Task prompt: Return the count of lines in the records that include the string "StatusCode", and nothing besides it.

Provided data:
————

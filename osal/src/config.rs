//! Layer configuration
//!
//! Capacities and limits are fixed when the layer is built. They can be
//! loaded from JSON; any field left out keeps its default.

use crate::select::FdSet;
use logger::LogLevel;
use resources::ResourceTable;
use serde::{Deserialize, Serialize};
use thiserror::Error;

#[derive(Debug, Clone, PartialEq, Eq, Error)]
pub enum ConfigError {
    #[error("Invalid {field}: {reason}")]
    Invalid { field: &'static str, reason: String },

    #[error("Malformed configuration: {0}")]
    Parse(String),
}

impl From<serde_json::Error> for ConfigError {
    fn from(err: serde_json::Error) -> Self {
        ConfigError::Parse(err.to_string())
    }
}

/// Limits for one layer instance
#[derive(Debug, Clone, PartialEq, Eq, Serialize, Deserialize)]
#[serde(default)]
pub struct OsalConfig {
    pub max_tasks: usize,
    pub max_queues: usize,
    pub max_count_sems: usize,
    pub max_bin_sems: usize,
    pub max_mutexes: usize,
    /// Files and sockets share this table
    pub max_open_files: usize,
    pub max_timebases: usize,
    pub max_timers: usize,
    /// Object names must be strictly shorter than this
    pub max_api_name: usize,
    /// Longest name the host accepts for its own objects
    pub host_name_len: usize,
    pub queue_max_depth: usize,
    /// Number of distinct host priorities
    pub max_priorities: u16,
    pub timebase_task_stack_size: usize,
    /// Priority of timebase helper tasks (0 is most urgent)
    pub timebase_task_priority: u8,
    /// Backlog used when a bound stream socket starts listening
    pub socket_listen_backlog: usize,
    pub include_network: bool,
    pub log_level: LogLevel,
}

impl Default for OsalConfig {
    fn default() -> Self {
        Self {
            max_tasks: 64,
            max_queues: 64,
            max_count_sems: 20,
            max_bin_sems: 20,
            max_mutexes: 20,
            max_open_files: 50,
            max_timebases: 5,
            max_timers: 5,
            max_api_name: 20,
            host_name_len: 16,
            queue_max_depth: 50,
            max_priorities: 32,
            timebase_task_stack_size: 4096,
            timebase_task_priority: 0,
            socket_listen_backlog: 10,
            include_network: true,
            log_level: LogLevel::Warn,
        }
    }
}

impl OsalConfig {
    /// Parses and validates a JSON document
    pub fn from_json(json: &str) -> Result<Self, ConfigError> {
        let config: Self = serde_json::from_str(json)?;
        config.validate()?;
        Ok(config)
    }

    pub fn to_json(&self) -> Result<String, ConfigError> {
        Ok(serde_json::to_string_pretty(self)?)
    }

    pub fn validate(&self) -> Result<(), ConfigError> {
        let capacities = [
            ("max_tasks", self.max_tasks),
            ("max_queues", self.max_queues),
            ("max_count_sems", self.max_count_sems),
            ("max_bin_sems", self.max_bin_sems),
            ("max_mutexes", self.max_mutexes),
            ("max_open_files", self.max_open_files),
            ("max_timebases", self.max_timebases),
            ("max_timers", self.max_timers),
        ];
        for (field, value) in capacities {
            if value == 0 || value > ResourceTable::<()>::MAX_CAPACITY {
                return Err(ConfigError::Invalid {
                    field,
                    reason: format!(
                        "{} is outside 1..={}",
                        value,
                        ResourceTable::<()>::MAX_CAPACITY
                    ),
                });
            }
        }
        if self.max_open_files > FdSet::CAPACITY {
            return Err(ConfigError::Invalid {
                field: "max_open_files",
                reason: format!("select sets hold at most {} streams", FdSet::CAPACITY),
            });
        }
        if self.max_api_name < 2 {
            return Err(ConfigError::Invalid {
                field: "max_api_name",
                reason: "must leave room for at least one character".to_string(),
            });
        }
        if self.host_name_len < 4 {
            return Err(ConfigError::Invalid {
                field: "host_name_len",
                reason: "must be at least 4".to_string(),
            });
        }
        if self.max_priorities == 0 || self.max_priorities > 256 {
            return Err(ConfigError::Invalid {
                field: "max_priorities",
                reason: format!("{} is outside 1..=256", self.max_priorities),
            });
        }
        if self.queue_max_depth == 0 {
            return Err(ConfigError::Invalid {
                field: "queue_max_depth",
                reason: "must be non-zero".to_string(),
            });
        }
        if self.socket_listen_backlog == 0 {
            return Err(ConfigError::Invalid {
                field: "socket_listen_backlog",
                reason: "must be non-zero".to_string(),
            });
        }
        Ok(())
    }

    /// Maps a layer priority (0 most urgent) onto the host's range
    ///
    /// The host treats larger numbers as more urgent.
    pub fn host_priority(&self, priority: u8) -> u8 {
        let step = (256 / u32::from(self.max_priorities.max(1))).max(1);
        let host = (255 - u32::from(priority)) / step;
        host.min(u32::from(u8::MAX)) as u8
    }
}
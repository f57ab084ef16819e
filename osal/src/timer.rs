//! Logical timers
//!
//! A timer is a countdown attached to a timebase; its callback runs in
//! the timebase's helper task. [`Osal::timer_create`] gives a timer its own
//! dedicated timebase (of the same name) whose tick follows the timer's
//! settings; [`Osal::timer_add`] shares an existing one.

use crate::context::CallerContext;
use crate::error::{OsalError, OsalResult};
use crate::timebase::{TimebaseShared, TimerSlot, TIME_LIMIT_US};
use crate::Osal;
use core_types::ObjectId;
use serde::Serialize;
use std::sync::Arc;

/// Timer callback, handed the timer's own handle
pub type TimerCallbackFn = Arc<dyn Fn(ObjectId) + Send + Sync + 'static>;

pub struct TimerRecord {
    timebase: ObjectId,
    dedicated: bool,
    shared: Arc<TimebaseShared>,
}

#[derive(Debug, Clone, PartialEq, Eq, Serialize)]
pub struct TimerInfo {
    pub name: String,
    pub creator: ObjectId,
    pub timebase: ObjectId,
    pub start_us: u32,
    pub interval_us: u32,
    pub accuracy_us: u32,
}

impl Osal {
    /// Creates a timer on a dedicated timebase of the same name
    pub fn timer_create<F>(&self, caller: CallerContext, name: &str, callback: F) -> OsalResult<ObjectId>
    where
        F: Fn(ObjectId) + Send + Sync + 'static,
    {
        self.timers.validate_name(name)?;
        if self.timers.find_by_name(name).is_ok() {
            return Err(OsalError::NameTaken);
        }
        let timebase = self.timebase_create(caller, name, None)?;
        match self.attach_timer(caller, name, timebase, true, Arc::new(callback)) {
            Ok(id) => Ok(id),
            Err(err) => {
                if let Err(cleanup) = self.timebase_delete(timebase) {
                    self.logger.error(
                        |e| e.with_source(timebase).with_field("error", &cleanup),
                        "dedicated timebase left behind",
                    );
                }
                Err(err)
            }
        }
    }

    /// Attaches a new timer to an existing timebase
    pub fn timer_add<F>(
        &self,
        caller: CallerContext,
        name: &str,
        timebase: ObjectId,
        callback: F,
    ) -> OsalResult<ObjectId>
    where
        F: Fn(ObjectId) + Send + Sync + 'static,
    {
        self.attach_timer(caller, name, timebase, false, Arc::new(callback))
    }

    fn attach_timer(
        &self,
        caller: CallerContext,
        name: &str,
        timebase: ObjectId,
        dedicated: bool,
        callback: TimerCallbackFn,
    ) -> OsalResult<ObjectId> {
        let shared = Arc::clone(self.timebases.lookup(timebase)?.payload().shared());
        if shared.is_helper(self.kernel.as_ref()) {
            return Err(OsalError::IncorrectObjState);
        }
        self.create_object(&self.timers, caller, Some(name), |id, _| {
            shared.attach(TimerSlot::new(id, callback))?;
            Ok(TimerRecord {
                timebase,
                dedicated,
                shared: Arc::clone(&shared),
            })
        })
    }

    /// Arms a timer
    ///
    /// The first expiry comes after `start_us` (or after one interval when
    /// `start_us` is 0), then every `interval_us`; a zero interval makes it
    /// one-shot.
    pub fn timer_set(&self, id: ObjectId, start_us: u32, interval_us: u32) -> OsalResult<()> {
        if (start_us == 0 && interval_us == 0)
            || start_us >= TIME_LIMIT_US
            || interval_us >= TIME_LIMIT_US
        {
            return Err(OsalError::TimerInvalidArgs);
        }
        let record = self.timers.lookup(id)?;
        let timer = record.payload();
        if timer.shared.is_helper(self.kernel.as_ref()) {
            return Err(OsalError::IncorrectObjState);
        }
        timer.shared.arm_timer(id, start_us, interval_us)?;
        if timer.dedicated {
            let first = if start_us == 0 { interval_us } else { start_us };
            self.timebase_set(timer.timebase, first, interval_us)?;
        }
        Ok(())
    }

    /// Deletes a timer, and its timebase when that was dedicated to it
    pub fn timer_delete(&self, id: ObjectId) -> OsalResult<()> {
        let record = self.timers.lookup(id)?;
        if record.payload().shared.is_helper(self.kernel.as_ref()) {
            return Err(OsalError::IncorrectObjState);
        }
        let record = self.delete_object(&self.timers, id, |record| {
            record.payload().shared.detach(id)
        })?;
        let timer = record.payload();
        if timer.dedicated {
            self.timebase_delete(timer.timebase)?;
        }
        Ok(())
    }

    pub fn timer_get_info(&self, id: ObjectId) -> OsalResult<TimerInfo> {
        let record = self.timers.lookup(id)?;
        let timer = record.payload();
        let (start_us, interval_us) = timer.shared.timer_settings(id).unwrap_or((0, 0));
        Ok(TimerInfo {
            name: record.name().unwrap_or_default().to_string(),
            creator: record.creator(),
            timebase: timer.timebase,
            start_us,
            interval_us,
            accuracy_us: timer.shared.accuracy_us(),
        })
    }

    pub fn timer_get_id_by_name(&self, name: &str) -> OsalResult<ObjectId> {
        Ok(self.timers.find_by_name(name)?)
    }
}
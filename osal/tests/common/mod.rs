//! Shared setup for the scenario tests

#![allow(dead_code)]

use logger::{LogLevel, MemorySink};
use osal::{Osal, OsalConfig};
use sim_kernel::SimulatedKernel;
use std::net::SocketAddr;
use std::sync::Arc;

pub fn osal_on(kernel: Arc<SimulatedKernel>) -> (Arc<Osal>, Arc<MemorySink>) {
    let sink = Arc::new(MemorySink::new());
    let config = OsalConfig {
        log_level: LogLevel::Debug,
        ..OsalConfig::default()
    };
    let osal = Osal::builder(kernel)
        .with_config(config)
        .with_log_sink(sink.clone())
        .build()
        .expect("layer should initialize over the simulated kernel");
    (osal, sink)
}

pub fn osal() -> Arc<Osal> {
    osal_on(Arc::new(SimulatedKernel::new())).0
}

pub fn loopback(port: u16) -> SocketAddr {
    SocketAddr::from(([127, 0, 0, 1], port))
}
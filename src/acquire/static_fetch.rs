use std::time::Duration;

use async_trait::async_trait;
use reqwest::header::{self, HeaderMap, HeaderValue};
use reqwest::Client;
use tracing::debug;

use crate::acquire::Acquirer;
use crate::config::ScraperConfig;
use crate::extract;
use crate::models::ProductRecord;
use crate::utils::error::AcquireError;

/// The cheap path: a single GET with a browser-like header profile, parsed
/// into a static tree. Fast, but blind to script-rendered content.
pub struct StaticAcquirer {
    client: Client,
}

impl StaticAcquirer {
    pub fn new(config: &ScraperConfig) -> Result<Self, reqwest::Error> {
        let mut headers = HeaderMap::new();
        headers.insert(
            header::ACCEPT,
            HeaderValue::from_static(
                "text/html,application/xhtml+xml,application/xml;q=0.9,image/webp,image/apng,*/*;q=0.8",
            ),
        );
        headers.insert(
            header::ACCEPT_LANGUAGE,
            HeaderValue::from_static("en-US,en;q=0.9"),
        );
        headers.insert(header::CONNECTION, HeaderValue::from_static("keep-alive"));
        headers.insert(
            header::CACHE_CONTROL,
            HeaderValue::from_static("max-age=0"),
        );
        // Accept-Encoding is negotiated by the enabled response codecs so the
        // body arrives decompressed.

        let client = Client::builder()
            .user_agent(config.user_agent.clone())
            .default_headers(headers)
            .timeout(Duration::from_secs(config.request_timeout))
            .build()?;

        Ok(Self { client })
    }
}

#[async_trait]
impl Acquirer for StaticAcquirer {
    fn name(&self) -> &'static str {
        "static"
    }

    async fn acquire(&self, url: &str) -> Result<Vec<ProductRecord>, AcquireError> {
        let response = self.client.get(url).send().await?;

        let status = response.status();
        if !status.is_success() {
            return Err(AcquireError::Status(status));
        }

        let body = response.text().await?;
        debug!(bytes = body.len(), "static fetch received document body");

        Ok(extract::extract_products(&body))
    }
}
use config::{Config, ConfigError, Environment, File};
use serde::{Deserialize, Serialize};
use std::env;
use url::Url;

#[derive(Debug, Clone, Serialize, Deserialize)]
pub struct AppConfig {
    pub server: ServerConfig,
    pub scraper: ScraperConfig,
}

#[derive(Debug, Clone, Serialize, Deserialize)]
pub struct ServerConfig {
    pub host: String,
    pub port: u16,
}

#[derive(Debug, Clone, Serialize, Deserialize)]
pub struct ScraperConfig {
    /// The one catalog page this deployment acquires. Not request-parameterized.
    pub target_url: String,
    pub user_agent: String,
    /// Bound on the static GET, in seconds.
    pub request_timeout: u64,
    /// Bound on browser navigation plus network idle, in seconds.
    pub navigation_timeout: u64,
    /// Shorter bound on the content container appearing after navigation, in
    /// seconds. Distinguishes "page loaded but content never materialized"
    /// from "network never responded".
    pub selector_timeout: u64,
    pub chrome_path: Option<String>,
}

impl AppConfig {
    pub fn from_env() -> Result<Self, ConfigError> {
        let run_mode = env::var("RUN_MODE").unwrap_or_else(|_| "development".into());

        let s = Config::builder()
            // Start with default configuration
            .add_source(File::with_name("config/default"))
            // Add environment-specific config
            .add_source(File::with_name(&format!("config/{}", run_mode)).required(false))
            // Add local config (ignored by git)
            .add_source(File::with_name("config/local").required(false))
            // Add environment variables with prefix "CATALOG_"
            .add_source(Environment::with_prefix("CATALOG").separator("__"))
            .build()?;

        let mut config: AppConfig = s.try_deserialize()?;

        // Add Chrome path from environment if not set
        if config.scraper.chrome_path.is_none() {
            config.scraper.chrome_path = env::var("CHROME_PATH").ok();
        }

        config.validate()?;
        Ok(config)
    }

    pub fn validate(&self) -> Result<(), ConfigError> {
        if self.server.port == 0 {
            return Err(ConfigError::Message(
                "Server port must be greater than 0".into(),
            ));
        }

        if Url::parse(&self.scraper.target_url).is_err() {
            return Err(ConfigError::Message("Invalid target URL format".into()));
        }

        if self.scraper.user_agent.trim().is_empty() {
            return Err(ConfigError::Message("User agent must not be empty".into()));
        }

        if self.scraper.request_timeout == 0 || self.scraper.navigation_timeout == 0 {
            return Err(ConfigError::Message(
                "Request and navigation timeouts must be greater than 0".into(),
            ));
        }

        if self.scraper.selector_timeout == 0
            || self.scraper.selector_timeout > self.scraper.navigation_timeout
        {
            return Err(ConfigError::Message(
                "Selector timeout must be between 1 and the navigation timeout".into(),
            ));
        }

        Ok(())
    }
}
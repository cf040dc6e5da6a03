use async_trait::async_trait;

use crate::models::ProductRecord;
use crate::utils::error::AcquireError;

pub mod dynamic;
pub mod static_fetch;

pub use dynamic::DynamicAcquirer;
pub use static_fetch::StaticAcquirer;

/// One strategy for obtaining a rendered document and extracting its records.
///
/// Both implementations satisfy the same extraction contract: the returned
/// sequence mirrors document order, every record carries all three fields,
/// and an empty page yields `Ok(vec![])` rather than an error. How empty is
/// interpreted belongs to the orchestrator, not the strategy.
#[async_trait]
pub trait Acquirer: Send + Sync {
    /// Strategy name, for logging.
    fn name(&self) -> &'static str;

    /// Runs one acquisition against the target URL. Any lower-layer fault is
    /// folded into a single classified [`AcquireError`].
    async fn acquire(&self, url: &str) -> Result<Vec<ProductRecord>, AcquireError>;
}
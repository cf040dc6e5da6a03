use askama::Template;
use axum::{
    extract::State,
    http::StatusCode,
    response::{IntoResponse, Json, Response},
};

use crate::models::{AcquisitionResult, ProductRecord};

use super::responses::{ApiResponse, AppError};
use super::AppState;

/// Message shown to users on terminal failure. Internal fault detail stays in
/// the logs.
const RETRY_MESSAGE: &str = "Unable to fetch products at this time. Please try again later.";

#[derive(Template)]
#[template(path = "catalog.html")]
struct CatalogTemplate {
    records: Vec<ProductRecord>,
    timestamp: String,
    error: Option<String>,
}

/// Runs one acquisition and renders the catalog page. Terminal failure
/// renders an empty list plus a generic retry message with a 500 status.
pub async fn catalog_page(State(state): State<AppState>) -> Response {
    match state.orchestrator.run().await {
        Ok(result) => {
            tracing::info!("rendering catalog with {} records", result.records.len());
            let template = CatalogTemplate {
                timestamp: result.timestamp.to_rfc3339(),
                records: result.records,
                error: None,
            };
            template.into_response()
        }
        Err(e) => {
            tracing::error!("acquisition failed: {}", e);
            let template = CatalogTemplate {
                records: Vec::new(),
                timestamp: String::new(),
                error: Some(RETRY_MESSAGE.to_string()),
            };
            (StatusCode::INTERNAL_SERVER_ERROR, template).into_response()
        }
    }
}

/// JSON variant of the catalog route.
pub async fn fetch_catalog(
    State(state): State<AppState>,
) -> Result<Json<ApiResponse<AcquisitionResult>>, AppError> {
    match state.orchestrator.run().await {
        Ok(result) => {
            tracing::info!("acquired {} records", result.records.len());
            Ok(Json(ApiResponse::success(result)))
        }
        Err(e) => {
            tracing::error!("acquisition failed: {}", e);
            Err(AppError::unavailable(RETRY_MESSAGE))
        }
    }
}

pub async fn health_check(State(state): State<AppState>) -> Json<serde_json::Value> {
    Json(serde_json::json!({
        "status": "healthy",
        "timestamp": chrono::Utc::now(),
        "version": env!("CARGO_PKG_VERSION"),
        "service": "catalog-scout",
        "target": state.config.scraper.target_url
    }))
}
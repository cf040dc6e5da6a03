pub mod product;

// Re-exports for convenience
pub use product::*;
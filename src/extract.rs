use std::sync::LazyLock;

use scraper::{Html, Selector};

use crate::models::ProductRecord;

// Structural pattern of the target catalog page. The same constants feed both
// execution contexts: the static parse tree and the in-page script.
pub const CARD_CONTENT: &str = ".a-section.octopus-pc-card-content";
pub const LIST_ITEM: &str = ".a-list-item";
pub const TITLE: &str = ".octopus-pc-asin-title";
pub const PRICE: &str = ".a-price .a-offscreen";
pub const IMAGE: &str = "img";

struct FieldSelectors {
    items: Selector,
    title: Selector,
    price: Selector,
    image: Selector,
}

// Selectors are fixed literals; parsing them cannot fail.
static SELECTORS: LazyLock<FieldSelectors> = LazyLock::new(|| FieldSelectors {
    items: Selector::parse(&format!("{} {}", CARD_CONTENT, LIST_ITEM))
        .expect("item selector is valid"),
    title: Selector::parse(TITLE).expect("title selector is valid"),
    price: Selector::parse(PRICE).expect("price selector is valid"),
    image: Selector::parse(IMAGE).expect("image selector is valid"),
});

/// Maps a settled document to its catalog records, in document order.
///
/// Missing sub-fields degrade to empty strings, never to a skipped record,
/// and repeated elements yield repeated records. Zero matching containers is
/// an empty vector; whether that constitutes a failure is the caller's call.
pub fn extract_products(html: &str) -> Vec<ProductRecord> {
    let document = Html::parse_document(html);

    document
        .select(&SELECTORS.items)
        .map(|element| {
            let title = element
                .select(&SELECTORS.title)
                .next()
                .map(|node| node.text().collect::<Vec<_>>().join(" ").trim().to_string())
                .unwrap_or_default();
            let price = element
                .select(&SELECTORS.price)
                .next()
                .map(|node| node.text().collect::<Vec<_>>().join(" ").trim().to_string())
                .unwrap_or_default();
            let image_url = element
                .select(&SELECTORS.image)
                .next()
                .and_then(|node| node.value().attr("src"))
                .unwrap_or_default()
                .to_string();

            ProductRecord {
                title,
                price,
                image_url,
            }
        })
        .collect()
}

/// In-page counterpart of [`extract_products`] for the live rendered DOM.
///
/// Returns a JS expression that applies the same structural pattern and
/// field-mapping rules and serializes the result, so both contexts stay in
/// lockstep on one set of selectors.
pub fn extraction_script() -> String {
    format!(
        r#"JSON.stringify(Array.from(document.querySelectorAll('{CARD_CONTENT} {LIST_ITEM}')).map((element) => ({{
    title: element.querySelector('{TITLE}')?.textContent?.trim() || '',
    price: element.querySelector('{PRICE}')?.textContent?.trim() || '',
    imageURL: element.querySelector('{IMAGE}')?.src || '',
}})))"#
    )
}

————

Your solution: 2